Thursday 21 March 2024

Lent Week 5 Thursday

Readings: Genesis 17:3-9; Psalm 105; John 8:51-59

In the first reading God seems like an enthusiastic lover, pleading his suit with the one he wishes to be with him. Let's live together, you and I, here in this place. We will be fruitful and for many generations and can make our home together here. It will be wonderful and we will be happy together. At the end of the reading, almost as an afterthought, he adds 'of course you must keep the covenant as well'.

It recalls Pope Francis' comments in the early days of his papacy that we will grow tired of asking for mercy before God grows tired of showing mercy. God seems more engaged and more involved in the work of establishing this covenant than do the human beings who are to be the partners in the relationship.

Abraham always reminds us of the covenant and of the faith that is required if we are to be loyal to the agreement God has made with His people. Abraham figures in the discussion between Jesus and the Jews in today's gospel reading. Adam, Noah, Abraham, Moses, David, Jesus - there are these high points marking the journey of the covenant across the centuries and through the pages of the Bible. Each moment in which the covenant is endorsed and renewed involves God becoming more involved with the people, coming ever closer to them, being ever more intimately involved in their lives. And each such moment obliges God, so to speak, to reveal more about himself.

When Jesus says 'before Abraham was, I am' he is clearly making the most explicit claim about his mission as Messiah and about his nature as the Son of God. He uses the Divine Name to speak about himself which explains the fierce reaction in his hearers. Because he is 'I am', he is the heart and foundation of the covenant established with Abraham. He is the suitor seeking to be in relationship with his beloved, standing at the foundation of the covenant, 'before' it then, the One.

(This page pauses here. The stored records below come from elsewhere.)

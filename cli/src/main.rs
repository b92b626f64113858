//! ocrtab CLI - turn OCR JSON records into tables

use std::fs;
use std::path::{Path, PathBuf};

use clap::{Parser, Subcommand, ValueEnum};
use colored::Colorize;
use indicatif::{ProgressBar, ProgressStyle};

use ocrtab::export::{ExportOptions, JsonFormat};
use ocrtab::input::read_record;
use ocrtab::{
    ExportFormat, InstructionLibrary, InstructionSource, Ocrtab, PageRecord, Projection,
    StructuredRecord,
};

#[derive(Parser)]
#[command(name = "ocrtab")]
#[command(author = "iyulab")]
#[command(version)]
#[command(about = "Merge OCR JSON records and export them as CSV, XLSX, and JSON tables", long_about = None)]
struct Cli {
    /// Input JSON file
    #[arg(value_name = "FILE")]
    input: Option<PathBuf>,

    /// Output directory
    #[arg(value_name = "OUTPUT")]
    output: Option<PathBuf>,

    #[command(subcommand)]
    command: Option<Commands>,
}

#[derive(Subcommand)]
enum Commands {
    /// Print the tables projected from a JSON file
    Tables {
        /// Input JSON file (record, extraction result, or bare data)
        #[arg(value_name = "FILE")]
        input: PathBuf,

        /// Name of the table collecting scalar fields
        #[arg(long)]
        general_name: Option<String>,
    },

    /// Merge per-page JSON records into one extraction result
    Merge {
        /// Page JSON files, in page order
        #[arg(value_name = "PAGES", required = true)]
        pages: Vec<PathBuf>,

        /// Combined document record; when given, page merging is skipped
        #[arg(long, value_name = "FILE")]
        combined: Option<PathBuf>,

        /// Merge pages whose record carries an error marker
        #[arg(long)]
        keep_errors: bool,

        /// Output file (stdout if not specified)
        #[arg(short, long, value_name = "FILE")]
        output: Option<PathBuf>,

        /// Output compact JSON
        #[arg(long)]
        compact: bool,

        /// Print the projected tables instead of the merged JSON
        #[arg(long)]
        tables: bool,
    },

    /// Export every projected table to files
    Export {
        /// Input JSON file
        #[arg(value_name = "FILE")]
        input: PathBuf,

        /// Export format
        #[arg(short, long, value_enum, default_value = "csv")]
        format: FormatArg,

        /// Output directory
        #[arg(short, long, value_name = "DIR", default_value = "exports")]
        output: PathBuf,

        /// Write compact JSON
        #[arg(long)]
        compact: bool,
    },

    /// List extraction instruction sets, or print one
    Prompts {
        /// Instruction set to print
        #[arg(value_name = "NAME")]
        name: Option<String>,

        /// Directory of instruction files (*.md)
        #[arg(long, env = "OCRTAB_PROMPT_DIR", default_value = "./prompt_extraction")]
        dir: PathBuf,
    },

    /// Show version information
    Version,
}

#[derive(Copy, Clone, PartialEq, Eq, ValueEnum)]
enum FormatArg {
    /// Comma-separated values
    Csv,
    /// Excel spreadsheet
    #[value(alias = "excel")]
    Xlsx,
    /// JSON records
    Json,
}

impl From<FormatArg> for ExportFormat {
    fn from(format: FormatArg) -> Self {
        match format {
            FormatArg::Csv => ExportFormat::Csv,
            FormatArg::Xlsx => ExportFormat::Xlsx,
            FormatArg::Json => ExportFormat::Json,
        }
    }
}

fn main() {
    env_logger::init();

    let cli = Cli::parse();

    let result = match cli.command {
        Some(Commands::Tables {
            input,
            general_name,
        }) => cmd_tables(&input, general_name),
        Some(Commands::Merge {
            pages,
            combined,
            keep_errors,
            output,
            compact,
            tables,
        }) => cmd_merge(
            &pages,
            combined.as_deref(),
            keep_errors,
            output.as_deref(),
            compact,
            tables,
        ),
        Some(Commands::Export {
            input,
            format,
            output,
            compact,
        }) => cmd_export(&input, &[format.into()], &output, compact),
        Some(Commands::Prompts { name, dir }) => cmd_prompts(&dir, name.as_deref()),
        Some(Commands::Version) => {
            cmd_version();
            Ok(())
        }
        None => {
            // Default behavior: export all formats if input is provided
            if let Some(input) = cli.input {
                let output = cli.output.unwrap_or_else(|| default_output_dir(&input));
                cmd_export(&input, &ExportFormat::ALL, &output, false)
            } else {
                println!("{}", "Usage: ocrtab <FILE> [OUTPUT]".yellow());
                println!("       ocrtab --help for more information");
                Ok(())
            }
        }
    };

    if let Err(e) = result {
        eprintln!("{}: {}", "Error".red().bold(), e);
        std::process::exit(1);
    }
}

fn default_output_dir(input: &Path) -> PathBuf {
    let stem = input.file_stem().unwrap_or_default().to_string_lossy();
    PathBuf::from(format!("{}_tables", stem))
}

fn print_tables(projection: &Projection) {
    println!(
        "{} {} ({})",
        "Document:".cyan().bold(),
        projection.result.document_name,
        projection.result.instruction_set_name.dimmed()
    );
    println!();
    print!("{}", projection.to_markdown());
}

fn cmd_tables(input: &Path, general_name: Option<String>) -> Result<(), Box<dyn std::error::Error>> {
    let mut builder = Ocrtab::new();
    if let Some(name) = general_name {
        builder = builder.with_general_table_name(name);
    }
    let projection = builder.project_file(input)?;
    print_tables(&projection);
    Ok(())
}

fn cmd_merge(
    page_files: &[PathBuf],
    combined: Option<&Path>,
    keep_errors: bool,
    output: Option<&Path>,
    compact: bool,
    tables: bool,
) -> Result<(), Box<dyn std::error::Error>> {
    let mut pages = Vec::with_capacity(page_files.len());
    for (i, path) in page_files.iter().enumerate() {
        let mut page = PageRecord::new(i as u32 + 1, path)?;
        // Unreadable pages are skipped by the merge, like failed recognition.
        match read_record(path) {
            Ok(record) => page = page.with_data(record),
            Err(e) => log::warn!("Skipping page {}: {}", path.display(), e),
        }
        pages.push(page);
    }

    let combined: Option<StructuredRecord> = combined.map(read_record).transpose()?;

    let mut builder = Ocrtab::new();
    if keep_errors {
        builder = builder.keep_error_records();
    }
    let projection = builder.merge_and_project(&pages, combined);

    if tables {
        print_tables(&projection);
        return Ok(());
    }

    let json = if compact {
        serde_json::to_string(&projection.result)?
    } else {
        serde_json::to_string_pretty(&projection.result)?
    };

    if let Some(path) = output {
        fs::write(path, &json)?;
        println!("{} {}", "Saved to".green(), path.display());
    } else {
        println!("{}", json);
    }

    Ok(())
}

fn cmd_export(
    input: &Path,
    formats: &[ExportFormat],
    output_dir: &Path,
    compact: bool,
) -> Result<(), Box<dyn std::error::Error>> {
    let projection = Ocrtab::new().project_file(input)?;

    let options = ExportOptions::new()
        .with_output_dir(output_dir)
        .with_json_format(if compact {
            JsonFormat::Compact
        } else {
            JsonFormat::Pretty
        });

    let pb = ProgressBar::new(formats.len() as u64);
    pb.set_style(
        ProgressStyle::default_bar()
            .template("{spinner:.green} [{bar:40.cyan/blue}] {msg}")?
            .progress_chars("#>-"),
    );

    let mut written = Vec::new();
    let mut failures = 0;
    for format in formats {
        pb.set_message(format!("Exporting {}...", format));
        for outcome in projection.export_all(*format, &options) {
            match outcome.result {
                Ok(path) => written.push(path),
                Err(e) => {
                    failures += 1;
                    pb.println(format!("{}: {}", "Failed".red(), e));
                }
            }
        }
        pb.inc(1);
    }
    pb.finish_with_message("Done!");

    println!("\n{}", "Output files:".green().bold());
    for (i, path) in written.iter().enumerate() {
        let branch = if i + 1 == written.len() { "└─" } else { "├─" };
        let name = path.file_name().unwrap_or_default().to_string_lossy();
        println!("  {} {}", branch.dimmed(), name);
    }

    if failures > 0 {
        return Err(format!("{} table export(s) failed", failures).into());
    }
    Ok(())
}

fn cmd_prompts(dir: &Path, name: Option<&str>) -> Result<(), Box<dyn std::error::Error>> {
    let library = InstructionLibrary::load(dir)?;

    if let Some(name) = name {
        println!("{}", library.get(name)?);
        return Ok(());
    }

    if library.is_empty() {
        println!(
            "{} {}",
            "No instruction sets found in".yellow(),
            dir.display()
        );
        return Ok(());
    }

    println!("{}", "Instruction sets".cyan().bold());
    println!("{}", "─".repeat(40).dimmed());
    for name in library.names() {
        println!("  {}", name);
    }
    Ok(())
}

fn cmd_version() {
    println!("{} {}", "ocrtab".cyan().bold(), env!("CARGO_PKG_VERSION"));
    println!("OCR record merge and table export tool");
    println!();
    println!("License: MIT");
}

We believe the covenant established in Jesus is the final and definitive one, the new and eternal covenant. God could not have become more involved in the life and history of His people than He has done in Jesus. And God cannot reveal more about Himself than He has done in opening His heart to us in the paschal mystery of Jesus.

We are called to be participants in this story, interlocutors of God in the unfolding of His relationship with human beings. It is a story whose origins are lost in the mists of time - before Abraham was - but it is a story established in the present eternal moment - I am. Whoever keeps this word, the covenant promise, will never taste death for, as the French philosopher Gabriel Marcel said, to say 'I love you' is to say 'you will not die'. And God says to us 'I love you' and I want to establish with you an everlasting pact.